At the time, I was frightened in therapy, sitting next to one of the therapists and had all sorts of things going on in therapy that was more than I could understand/put into words and work on? Perhaps, thinking about it now, the non-possible somersault corresponds to the not able to understand at that time? Maybe instead of a dream, I would think of it as a spacer or place holder now; I know when I did not understand something in my individual therapy I'd put a mental red flag there, like the flag on a golf course that showed where a hole is? That way I could find my way back to think about the "problem" until the time I could understand it and didn't need the red flag anymore.

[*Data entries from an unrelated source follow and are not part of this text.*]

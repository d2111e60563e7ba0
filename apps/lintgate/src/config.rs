//! Project discovery, rule document loading, and effective settings.
//!
//! lintgate reads `.lintgate.json` from the project root. The root is taken
//! from `--project-root` (or `CLAUDE_PROJECT_DIR`) when given, otherwise it is
//! the closest ancestor of the starting directory that holds the rule
//! document or a `.git` entry.
//!
//! Overrides precedence: CLI flag > environment variable > discovery > defaults.
//! Defaults:
//! - `config`: `.lintgate.json` under the project root
//! - `output`: `human`

use crate::models::rules::Config;
use crate::validate::validate;
use serde_json::Value as Json;
use std::fs;
use std::io;
use std::path::{Path, PathBuf};

/// File name of the rule document.
pub const CONFIG_FILE: &str = ".lintgate.json";

#[derive(Debug, thiserror::Error)]
pub enum ConfigError {
    #[error("cannot read {}: {source}", .path.display())]
    Io {
        path: PathBuf,
        #[source]
        source: io::Error,
    },
    #[error("{} is not valid JSON (line {line}, column {column}): {message}", .path.display())]
    Syntax {
        path: PathBuf,
        line: usize,
        column: usize,
        message: String,
    },
    #[error("{} is invalid: {}", .path.display(), .errors.join("; "))]
    Invalid { path: PathBuf, errors: Vec<String> },
}

impl ConfigError {
    /// Individual messages suitable for one diagnostic each.
    pub fn messages(&self) -> Vec<String> {
        match self {
            ConfigError::Invalid { errors, .. } => errors.clone(),
            other => vec![other.to_string()],
        }
    }
}

#[derive(Debug, Clone)]
/// Fully-resolved settings used by commands after applying precedence.
pub struct Effective {
    pub project_root: PathBuf,
    pub config_path: PathBuf,
    pub output: String,
}

impl Effective {
    /// Whether `file` is the rule document itself.
    pub fn is_config_file(&self, file: &Path) -> bool {
        let file = if file.is_absolute() {
            file.to_path_buf()
        } else {
            self.project_root.join(file)
        };
        same_path(&file, &self.config_path)
    }
}

fn same_path(a: &Path, b: &Path) -> bool {
    match (a.canonicalize(), b.canonicalize()) {
        (Ok(a), Ok(b)) => a == b,
        _ => a == b,
    }
}

/// Walk upward from `start` to the project root.
///
/// Stops at the first directory holding `.lintgate.json` or `.git`; falls
/// back to `start` when neither is found.
pub fn detect_project_root(start: &Path) -> PathBuf {
    let mut cur = start;
    loop {
        if cur.join(CONFIG_FILE).exists() || cur.join(".git").exists() {
            return cur.to_path_buf();
        }
        match cur.parent() {
            Some(p) => cur = p,
            None => return start.to_path_buf(),
        }
    }
}

/// Resolve `Effective` from CLI/env values and discovery.
///
/// `start` seeds discovery when no root is given (the hook payload's `cwd`,
/// else the process directory).
pub fn resolve_effective(
    cli_project_root: Option<&Path>,
    cli_config: Option<&Path>,
    cli_output: Option<&str>,
    start: Option<&Path>,
) -> Effective {
    let project_root = match cli_project_root {
        Some(root) => std::path::absolute(root).unwrap_or_else(|_| root.to_path_buf()),
        None => {
            let start = start
                .map(Path::to_path_buf)
                .or_else(|| std::env::current_dir().ok())
                .unwrap_or_else(|| PathBuf::from("."));
            detect_project_root(&start)
        }
    };
    let config_path = match cli_config {
        Some(p) if p.is_absolute() => p.to_path_buf(),
        Some(p) => project_root.join(p),
        None => project_root.join(CONFIG_FILE),
    };
    let output = cli_output.unwrap_or("human").to_string();
    log::debug!(
        "project root {}, config {}",
        project_root.display(),
        config_path.display()
    );
    Effective {
        project_root,
        config_path,
        output,
    }
}

/// Read the rule document as raw JSON.
pub fn load_raw(path: &Path) -> Result<Json, ConfigError> {
    let text = fs::read_to_string(path).map_err(|source| ConfigError::Io {
        path: path.to_path_buf(),
        source,
    })?;
    serde_json::from_str(&text).map_err(|e| ConfigError::Syntax {
        path: path.to_path_buf(),
        line: e.line(),
        column: e.column(),
        message: e.to_string(),
    })
}

/// Load and validate the rule document. A missing file is `Ok(None)`;
/// validator warnings are logged.
pub fn load_config(path: &Path) -> Result<Option<Config>, ConfigError> {
    if !path.exists() {
        log::debug!("no rule document at {}", path.display());
        return Ok(None);
    }
    let raw = load_raw(path)?;
    let report = validate(&raw);
    if !report.is_valid() {
        return Err(ConfigError::Invalid {
            path: path.to_path_buf(),
            errors: report.errors,
        });
    }
    let config: Config = serde_json::from_value(raw).map_err(|e| ConfigError::Invalid {
        path: path.to_path_buf(),
        errors: vec![e.to_string()],
    })?;
    for w in &report.warnings {
        log::warn!("{}: {}", path.display(), w);
    }
    Ok(Some(config))
}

From your post and nickname, I would think maybe you are stuggling with how faith/religion and psychotherapy/mental illness work together? I am reminded of Jesus being tempted by Satan to throw himself off the mountain, the angels would catch him? If you are having difficulty because your therapist or psychiatrist or others you want to work with don't seem to have your beliefs and you don't know how to proceed, I would have a discussion with them about it, see what you can learn, see if there are other alternatives that might be closer to what you believe or if you can learn of other perspectives that allow your beliefs and seeming needs to co-exist together in your head easier, etc.